Recorded data
__________

//! Concurrent construction of the dependency graph.
//!
//! [`DependencyGraphBuilder`] resolves the top layer's manifest through a
//! [`RestoreTool`], then walks
//!
//! ```text
//! root -> project [(framework)] -> direct dependency -> transitive dependency -> ...
//! ```
//!
//! fanning out concurrently at every level. The graph root is named after the
//! architecture.
//!
//! # Deduplication
//!
//! Edges are deduplicated case-insensitively on (source, target) under one
//! mutex. Recursion continues only through an edge the current worker
//! inserted, which is what bounds the walk when many projects share
//! transitive dependencies: a diamond's shared sub-tree is expanded once.
//!
//! # Job semantics
//!
//! A builder runs one build at a time. [`DependencyGraphBuilder::build`] waits
//! for a running build to finish; [`DependencyGraphBuilder::try_build`] fails
//! with `Error::State` instead. After [`DependencyGraphBuilder::dispose`] every
//! call fails with `Error::State`, and a build in progress stops at its next
//! checkpoint. The first failure anywhere aborts the whole build and no
//! partial graph is returned.
//!
//! # Cancellation
//!
//! The token is checked before each tool call and each recursion level. A
//! tool call already running is allowed to finish.

mod filters;
mod walk;

pub use filters::{
    BuildFilters, DependencyFilter, FrameworkFilter, PackageDependencyFilter, ProjectPredicate,
};

use crate::domain::Architecture;
use crate::error::{Error, Result};
use crate::events::EventSink;
use crate::graph::ArchitectureGraph;
use crate::restore::RestoreTool;
use futures::future::try_join_all;
use serde::{Deserialize, Serialize};
use std::sync::Arc;
use std::sync::atomic::{AtomicBool, AtomicUsize, Ordering};
use std::time::Instant;
use tokio::sync::{Mutex, MutexGuard, Semaphore};
use tokio_util::sync::CancellationToken;
use tracing::{error, info};
use walk::GraphWalk;

/// Tuning knobs for [`DependencyGraphBuilder`].
#[derive(Debug, Clone, Copy, Default, PartialEq, Eq, Serialize, Deserialize)]
#[serde(rename_all = "kebab-case", default)]
pub struct BuilderOptions {
    /// Upper bound on concurrent project restores. `None` leaves scheduling
    /// to the runtime.
    pub max_parallel_restores: Option<usize>,
}

/// Builds an [`ArchitectureGraph`] from restore output.
pub struct DependencyGraphBuilder {
    architecture: Architecture,
    tool: Arc<dyn RestoreTool>,
    filters: BuildFilters,
    restore_permits: Option<Semaphore>,
    job: Mutex<()>,
    disposed: AtomicBool,
}

impl DependencyGraphBuilder {
    /// Create a builder for `architecture`.
    ///
    /// # Errors
    ///
    /// Returns `Error::Validation` if the architecture is invalid or
    /// `max_parallel_restores` is zero.
    pub fn new(
        architecture: Architecture,
        tool: Arc<dyn RestoreTool>,
        filters: BuildFilters,
        options: BuilderOptions,
    ) -> Result<Self> {
        info!(architecture = %architecture.name, "Validating architecture");
        architecture.validate()?;

        let restore_permits = match options.max_parallel_restores {
            Some(0) => {
                return Err(Error::Validation(
                    "max-parallel-restores must be at least 1".to_string(),
                ));
            }
            Some(n) => Some(Semaphore::new(n)),
            None => None,
        };

        Ok(Self {
            architecture,
            tool,
            filters,
            restore_permits,
            job: Mutex::new(()),
            disposed: AtomicBool::new(false),
        })
    }

    /// The architecture this builder walks.
    #[must_use]
    pub fn architecture(&self) -> &Architecture {
        &self.architecture
    }

    /// Build a fresh graph, waiting for any build already in progress.
    ///
    /// # Errors
    ///
    /// - `Error::State` if the builder was disposed
    /// - `Error::Cancelled` if `cancel` fires first
    /// - `Error::Resolution` if the tool fails for the manifest or any project
    pub async fn build(
        &self,
        events: Option<&dyn EventSink>,
        cancel: &CancellationToken,
    ) -> Result<ArchitectureGraph> {
        self.ensure_alive()?;
        let guard = tokio::select! {
            guard = self.job.lock() => guard,
            () = cancel.cancelled() => return Err(Error::Cancelled),
        };
        self.run(guard, events, cancel).await
    }

    /// Build a fresh graph unless a build is already running.
    ///
    /// # Errors
    ///
    /// Returns `Error::State` if another build holds the job, otherwise as
    /// for [`DependencyGraphBuilder::build`].
    pub async fn try_build(
        &self,
        events: Option<&dyn EventSink>,
        cancel: &CancellationToken,
    ) -> Result<ArchitectureGraph> {
        self.ensure_alive()?;
        let guard = self
            .job
            .try_lock()
            .map_err(|_| Error::State("A build is already running".to_string()))?;
        self.run(guard, events, cancel).await
    }

    /// Retire the builder. Later calls fail and a running build stops at its
    /// next checkpoint.
    pub fn dispose(&self) {
        self.disposed.store(true, Ordering::Release);
        if let Some(permits) = &self.restore_permits {
            permits.close();
        }
    }

    /// Whether [`DependencyGraphBuilder::dispose`] has been called.
    #[must_use]
    pub fn is_disposed(&self) -> bool {
        self.disposed.load(Ordering::Acquire)
    }

    fn ensure_alive(&self) -> Result<()> {
        if self.is_disposed() {
            return Err(Error::State("The build job has been disposed".to_string()));
        }
        Ok(())
    }

    async fn run(
        &self,
        _job: MutexGuard<'_, ()>,
        events: Option<&dyn EventSink>,
        cancel: &CancellationToken,
    ) -> Result<ArchitectureGraph> {
        let start = Instant::now();
        info!(architecture = %self.architecture.name, "Starting architecture graph build");

        let result = self.walk(events, cancel).await;
        match &result {
            Ok(graph) => info!(
                nodes = graph.node_count(),
                edges = graph.edge_count(),
                elapsed = ?start.elapsed(),
                "Architecture graph build completed"
            ),
            Err(e) if e.is_cancelled() => {
                info!(elapsed = ?start.elapsed(), "Architecture graph build cancelled");
            }
            Err(e) => error!(
                error = %e,
                elapsed = ?start.elapsed(),
                "Architecture graph build failed"
            ),
        }
        result
    }

    async fn walk(
        &self,
        events: Option<&dyn EventSink>,
        cancel: &CancellationToken,
    ) -> Result<ArchitectureGraph> {
        let walk = GraphWalk {
            root: &self.architecture.name,
            tool: self.tool.as_ref(),
            filters: &self.filters,
            restore_permits: self.restore_permits.as_ref(),
            disposed: &self.disposed,
            cancel,
            graph: Mutex::new(ArchitectureGraph::new(&self.architecture.name)),
        };

        let manifest = self.architecture.entry_manifest().ok_or_else(|| {
            Error::Validation("The top layer has no manifest location".to_string())
        })?;

        walk.checkpoint()?;
        let restore_graph = self.tool.restore_graph(manifest).await.inspect_err(|e| {
            error!(manifest = %manifest.display(), error = %e, "Unable to resolve manifest");
        })?;

        let projects: Vec<_> = restore_graph
            .projects
            .iter()
            .filter(|p| p.is_package_reference() && self.filters.accepts_project(p))
            .collect();
        let total = projects.len();
        info!(projects = total, "Selected projects to analyze");

        let completed = AtomicUsize::new(0);
        try_join_all(projects.iter().map(|project| {
            let walk = &walk;
            let completed = &completed;
            async move {
                walk.project(project).await?;
                let done = completed.fetch_add(1, Ordering::AcqRel) + 1;
                if let Some(events) = events {
                    events.progress(percent(done, total));
                }
                Ok::<_, Error>(())
            }
        }))
        .await?;

        Ok(walk.into_graph())
    }
}

impl std::fmt::Debug for DependencyGraphBuilder {
    fn fmt(&self, f: &mut std::fmt::Formatter<'_>) -> std::fmt::Result {
        f.debug_struct("DependencyGraphBuilder")
            .field("architecture", &self.architecture.name)
            .field("filters", &self.filters)
            .field("disposed", &self.is_disposed())
            .finish_non_exhaustive()
    }
}

fn percent(done: usize, total: usize) -> u8 {
    if total == 0 {
        return 100;
    }
    u8::try_from(done * 100 / total).unwrap_or(100)
}
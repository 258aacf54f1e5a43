//! Removal of redundant direct dependencies.
//!
//! A direct edge `A -> C` is redundant when the graph already implies it
//! through a longer path such as `A -> B -> C`. Dropping such edges leaves the
//! reachability relation intact and removes visual noise from the rendered
//! architecture.
//!
//! # Cost
//!
//! The default [`ReductionPolicy::AllPaths`] visits every ordered pair of
//! nodes (quadratic) and, for each pair joined by a direct edge, enumerates
//! **every** simple path between them by exhaustive depth-first search. The
//! number of simple paths grows exponentially with graph density, so this
//! policy is worst-case exponential per pair.
//! Large or dense graphs should use [`ReductionPolicy::BoundedDepth`] or
//! [`ReductionPolicy::Reachability`] instead.

use super::{ArchitectureGraph, Edge};
use petgraph::algo::{all_simple_paths, has_path_connecting};
use petgraph::stable_graph::{EdgeReference, NodeIndex};
use petgraph::visit::{EdgeFiltered, EdgeRef};
use serde::{Deserialize, Serialize};
use tracing::debug;

/// How redundant direct edges are detected.
#[derive(Debug, Clone, Copy, PartialEq, Eq, Default, Serialize, Deserialize)]
#[serde(tag = "mode", rename_all = "kebab-case")]
pub enum ReductionPolicy {
    /// Enumerate all simple paths between the endpoints. Exact, worst-case exponential.
    #[default]
    AllPaths,
    /// Only consider alternative paths of at most `max_hops` edges.
    BoundedDepth {
        /// Longest alternative path (in edges) that makes a direct edge redundant.
        max_hops: usize,
    },
    /// Remove the direct edge when the target stays reachable without it.
    /// Linear per pair; gives the same answer as `AllPaths` on graphs without
    /// parallel edges.
    Reachability,
}

impl ArchitectureGraph {
    /// Remove every direct edge that duplicates a longer path.
    ///
    /// For each ordered pair `(A, B)` of distinct nodes joined by a direct
    /// edge, the edge is removed when more than one path leads from A to B
    /// under `policy`. Pairs are processed in node order against the graph as
    /// it stands, so an edge removed earlier no longer counts as a path.
    ///
    /// Returns the removed `(source, target)` id pairs.
    pub fn remove_redundant_edges(&mut self, policy: ReductionPolicy) -> Vec<(String, String)> {
        let nodes: Vec<NodeIndex> = self.inner().node_indices().collect();
        let mut removed = Vec::new();

        for &a in &nodes {
            for &b in &nodes {
                if a == b || self.inner().find_edge(a, b).is_none() {
                    continue;
                }

                if self.is_redundant(a, b, policy) {
                    let graph = self.inner();
                    let pair = (graph[a].id().to_string(), graph[b].id().to_string());
                    debug!(from = %pair.0, to = %pair.1, "Removing redundant dependency");
                    self.remove_edges_between(a, b);
                    removed.push(pair);
                }
            }
        }

        removed
    }

    fn is_redundant(&self, a: NodeIndex, b: NodeIndex, policy: ReductionPolicy) -> bool {
        let graph = self.inner();
        match policy {
            ReductionPolicy::AllPaths => {
                all_simple_paths::<Vec<NodeIndex>, _>(graph, a, b, 0, None).count() > 1
            }
            ReductionPolicy::BoundedDepth { max_hops } => {
                let max_intermediate = max_hops.saturating_sub(1);
                all_simple_paths::<Vec<NodeIndex>, _>(graph, a, b, 0, Some(max_intermediate))
                    .count()
                    > 1
            }
            ReductionPolicy::Reachability => {
                let without_direct = EdgeFiltered::from_fn(graph, |e: EdgeReference<'_, Edge>| {
                    !(e.source() == a && e.target() == b)
                });
                has_path_connecting(&without_direct, a, b, None)
            }
        }
    }
}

__________

TASK DETAILS
Looking at the data above, return every line from the one with "edges leaves the" down to the one with "Default, Serialize, Deserialize)]", exactly and inclusively.

REPLY TO THE TASK
//! through a longer path such as `A -> B -> C`. Dropping such edges leaves the
//! reachability relation intact and removes visual noise from the rendered
//! architecture.
//!
//! # Cost
//!
//! The default [`ReductionPolicy::AllPaths`] visits every ordered pair of
//! nodes (quadratic) and, for each pair joined by a direct edge, enumerates
//! **every** simple path between them by exhaustive depth-first search. The
//! number of simple paths grows exponentially with graph density, so this
//! policy is worst-case exponential per pair.
//! Large or dense graphs should use [`ReductionPolicy::BoundedDepth`] or
//! [`ReductionPolicy::Reachability`] instead.

use super::{ArchitectureGraph, Edge};
use petgraph::algo::{all_simple_paths, has_path_connecting};
use petgraph::stable_graph::{EdgeReference, NodeIndex};
use petgraph::visit::{EdgeFiltered, EdgeRef};
use serde::{Deserialize, Serialize};
use tracing::debug;

/// How redundant direct edges are detected.
#[derive(Debug, Clone, Copy, PartialEq, Eq, Default, Serialize, Deserialize)]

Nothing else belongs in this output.